What this task involves =>
Every line below between the one holding "input are ignored." and the one holding "the raw record", inclusive, should be copied exactly, and no other line.

- Opening Delimiter -

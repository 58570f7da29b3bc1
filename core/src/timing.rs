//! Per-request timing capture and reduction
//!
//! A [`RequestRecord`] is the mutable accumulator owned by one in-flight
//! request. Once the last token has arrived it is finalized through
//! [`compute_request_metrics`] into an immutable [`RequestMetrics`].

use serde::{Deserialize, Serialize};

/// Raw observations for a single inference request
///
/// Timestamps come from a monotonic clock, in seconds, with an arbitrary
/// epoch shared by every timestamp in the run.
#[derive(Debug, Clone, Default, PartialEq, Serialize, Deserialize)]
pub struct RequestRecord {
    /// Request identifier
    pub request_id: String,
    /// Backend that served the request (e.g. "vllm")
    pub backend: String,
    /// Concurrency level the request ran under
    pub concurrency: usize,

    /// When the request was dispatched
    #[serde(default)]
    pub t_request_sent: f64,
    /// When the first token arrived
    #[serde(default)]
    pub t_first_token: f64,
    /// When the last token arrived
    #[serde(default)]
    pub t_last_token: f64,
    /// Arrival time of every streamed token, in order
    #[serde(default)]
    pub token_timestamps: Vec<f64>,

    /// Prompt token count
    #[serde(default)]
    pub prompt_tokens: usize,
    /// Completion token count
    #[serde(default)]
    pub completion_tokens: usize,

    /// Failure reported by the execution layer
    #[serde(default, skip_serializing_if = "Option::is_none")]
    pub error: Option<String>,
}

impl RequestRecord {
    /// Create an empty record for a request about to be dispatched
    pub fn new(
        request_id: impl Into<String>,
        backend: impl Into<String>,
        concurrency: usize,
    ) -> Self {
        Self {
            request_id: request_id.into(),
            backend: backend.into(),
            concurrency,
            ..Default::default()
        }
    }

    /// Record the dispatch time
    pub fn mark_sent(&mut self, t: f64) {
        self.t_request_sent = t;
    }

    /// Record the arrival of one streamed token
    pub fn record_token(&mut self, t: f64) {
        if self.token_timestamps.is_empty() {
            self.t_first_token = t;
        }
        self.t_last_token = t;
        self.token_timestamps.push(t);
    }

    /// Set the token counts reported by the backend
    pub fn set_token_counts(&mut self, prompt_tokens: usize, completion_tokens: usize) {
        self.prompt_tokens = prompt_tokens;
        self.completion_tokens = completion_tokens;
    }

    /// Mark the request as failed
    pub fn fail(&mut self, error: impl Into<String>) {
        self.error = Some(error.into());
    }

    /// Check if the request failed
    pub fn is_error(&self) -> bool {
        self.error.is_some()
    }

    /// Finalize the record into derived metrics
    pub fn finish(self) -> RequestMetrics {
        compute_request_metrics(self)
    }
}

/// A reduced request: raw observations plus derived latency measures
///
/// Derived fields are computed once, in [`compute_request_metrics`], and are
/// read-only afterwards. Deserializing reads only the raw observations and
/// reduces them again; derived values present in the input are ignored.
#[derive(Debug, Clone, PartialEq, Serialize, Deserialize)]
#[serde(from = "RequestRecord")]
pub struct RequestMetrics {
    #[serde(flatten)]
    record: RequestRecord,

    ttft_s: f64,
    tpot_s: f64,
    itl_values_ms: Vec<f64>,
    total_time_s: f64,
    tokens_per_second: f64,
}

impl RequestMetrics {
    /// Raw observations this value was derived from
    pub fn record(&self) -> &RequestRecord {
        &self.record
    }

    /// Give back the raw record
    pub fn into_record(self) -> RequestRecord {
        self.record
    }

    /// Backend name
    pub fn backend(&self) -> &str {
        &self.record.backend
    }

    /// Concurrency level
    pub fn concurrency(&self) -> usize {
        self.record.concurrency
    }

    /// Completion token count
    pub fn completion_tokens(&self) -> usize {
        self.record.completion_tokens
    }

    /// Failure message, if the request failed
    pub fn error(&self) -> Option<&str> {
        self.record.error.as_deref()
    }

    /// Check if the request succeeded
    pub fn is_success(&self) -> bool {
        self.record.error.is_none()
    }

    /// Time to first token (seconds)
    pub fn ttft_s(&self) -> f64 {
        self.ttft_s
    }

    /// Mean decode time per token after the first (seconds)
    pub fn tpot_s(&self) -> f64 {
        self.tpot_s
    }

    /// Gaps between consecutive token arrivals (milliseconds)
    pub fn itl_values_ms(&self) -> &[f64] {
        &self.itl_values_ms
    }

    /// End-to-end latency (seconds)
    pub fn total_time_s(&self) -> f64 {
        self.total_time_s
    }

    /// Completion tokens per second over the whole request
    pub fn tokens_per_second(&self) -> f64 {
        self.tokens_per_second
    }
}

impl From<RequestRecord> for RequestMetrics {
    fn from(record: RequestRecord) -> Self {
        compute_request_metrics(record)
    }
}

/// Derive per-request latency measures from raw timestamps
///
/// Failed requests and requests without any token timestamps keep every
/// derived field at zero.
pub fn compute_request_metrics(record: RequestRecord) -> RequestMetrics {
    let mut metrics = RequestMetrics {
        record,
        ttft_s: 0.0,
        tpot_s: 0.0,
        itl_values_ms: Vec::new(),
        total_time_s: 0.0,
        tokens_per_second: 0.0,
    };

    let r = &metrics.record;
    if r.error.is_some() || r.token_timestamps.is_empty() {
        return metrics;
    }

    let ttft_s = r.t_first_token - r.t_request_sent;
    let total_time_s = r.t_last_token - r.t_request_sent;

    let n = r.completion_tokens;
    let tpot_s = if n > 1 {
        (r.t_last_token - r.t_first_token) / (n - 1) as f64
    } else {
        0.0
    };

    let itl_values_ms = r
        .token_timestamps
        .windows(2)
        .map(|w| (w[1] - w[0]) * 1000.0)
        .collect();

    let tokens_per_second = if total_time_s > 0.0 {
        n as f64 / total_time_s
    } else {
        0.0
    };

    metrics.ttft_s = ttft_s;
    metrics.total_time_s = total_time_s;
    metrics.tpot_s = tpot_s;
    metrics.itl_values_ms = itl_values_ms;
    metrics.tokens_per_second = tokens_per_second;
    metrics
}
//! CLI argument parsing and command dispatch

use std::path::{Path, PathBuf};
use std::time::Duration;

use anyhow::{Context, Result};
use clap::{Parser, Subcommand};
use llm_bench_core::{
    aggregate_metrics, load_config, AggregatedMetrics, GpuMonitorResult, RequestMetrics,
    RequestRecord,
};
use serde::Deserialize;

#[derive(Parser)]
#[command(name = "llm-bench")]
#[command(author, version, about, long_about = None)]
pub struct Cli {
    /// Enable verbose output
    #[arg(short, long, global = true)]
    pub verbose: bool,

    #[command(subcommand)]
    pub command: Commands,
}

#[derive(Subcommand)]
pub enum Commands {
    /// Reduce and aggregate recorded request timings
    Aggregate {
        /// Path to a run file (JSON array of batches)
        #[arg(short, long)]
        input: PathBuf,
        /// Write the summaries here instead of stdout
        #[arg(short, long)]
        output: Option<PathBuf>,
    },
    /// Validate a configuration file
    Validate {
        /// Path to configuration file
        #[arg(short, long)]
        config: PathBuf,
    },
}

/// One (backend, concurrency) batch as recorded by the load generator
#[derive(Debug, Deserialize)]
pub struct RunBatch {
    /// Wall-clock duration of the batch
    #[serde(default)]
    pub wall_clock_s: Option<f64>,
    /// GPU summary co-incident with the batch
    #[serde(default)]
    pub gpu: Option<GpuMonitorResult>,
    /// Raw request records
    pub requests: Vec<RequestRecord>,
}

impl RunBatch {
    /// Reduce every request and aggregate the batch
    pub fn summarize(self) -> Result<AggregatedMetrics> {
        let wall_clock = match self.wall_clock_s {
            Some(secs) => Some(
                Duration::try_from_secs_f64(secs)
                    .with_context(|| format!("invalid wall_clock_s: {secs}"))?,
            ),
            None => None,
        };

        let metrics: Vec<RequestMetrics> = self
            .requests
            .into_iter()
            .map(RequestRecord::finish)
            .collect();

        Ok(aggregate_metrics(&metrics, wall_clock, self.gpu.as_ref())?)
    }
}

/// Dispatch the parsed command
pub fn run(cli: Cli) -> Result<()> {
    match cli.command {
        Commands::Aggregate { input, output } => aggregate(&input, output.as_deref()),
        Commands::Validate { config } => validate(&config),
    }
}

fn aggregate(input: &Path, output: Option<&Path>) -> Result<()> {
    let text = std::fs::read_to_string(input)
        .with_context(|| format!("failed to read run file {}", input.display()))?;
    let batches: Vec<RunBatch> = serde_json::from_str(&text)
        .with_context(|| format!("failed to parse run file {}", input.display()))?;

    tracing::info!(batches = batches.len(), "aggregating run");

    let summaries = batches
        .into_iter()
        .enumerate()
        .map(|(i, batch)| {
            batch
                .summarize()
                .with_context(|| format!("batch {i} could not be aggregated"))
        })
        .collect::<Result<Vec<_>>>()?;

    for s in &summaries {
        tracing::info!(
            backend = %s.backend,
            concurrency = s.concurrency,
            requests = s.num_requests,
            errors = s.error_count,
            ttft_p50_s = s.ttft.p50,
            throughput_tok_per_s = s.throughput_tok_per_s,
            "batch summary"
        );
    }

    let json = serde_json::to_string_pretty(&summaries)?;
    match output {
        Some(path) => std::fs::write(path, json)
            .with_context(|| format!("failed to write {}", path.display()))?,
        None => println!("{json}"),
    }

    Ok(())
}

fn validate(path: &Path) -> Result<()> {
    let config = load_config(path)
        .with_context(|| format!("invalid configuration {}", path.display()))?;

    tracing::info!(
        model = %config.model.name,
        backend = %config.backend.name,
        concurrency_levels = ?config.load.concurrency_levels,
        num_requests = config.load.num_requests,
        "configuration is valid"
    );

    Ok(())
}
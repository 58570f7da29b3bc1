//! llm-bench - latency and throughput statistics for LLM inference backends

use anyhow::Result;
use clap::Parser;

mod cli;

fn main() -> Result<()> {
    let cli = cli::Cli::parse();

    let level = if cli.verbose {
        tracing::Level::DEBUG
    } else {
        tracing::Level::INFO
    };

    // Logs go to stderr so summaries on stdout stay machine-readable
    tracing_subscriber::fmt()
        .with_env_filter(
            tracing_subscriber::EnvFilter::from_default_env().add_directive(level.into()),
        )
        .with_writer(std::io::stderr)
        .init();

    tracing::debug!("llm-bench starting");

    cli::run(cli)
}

- Closing Delimiter -

Task solution =>
/// reduces them again; derived values present in the input are ignored.
#[derive(Debug, Clone, PartialEq, Serialize, Deserialize)]
#[serde(from = "RequestRecord")]
pub struct RequestMetrics {
    #[serde(flatten)]
    record: RequestRecord,

    ttft_s: f64,
    tpot_s: f64,
    itl_values_ms: Vec<f64>,
    total_time_s: f64,
    tokens_per_second: f64,
}

impl RequestMetrics {
    /// Raw observations this value was derived from
    pub fn record(&self) -> &RequestRecord {
        &self.record
    }

    /// Give back the raw record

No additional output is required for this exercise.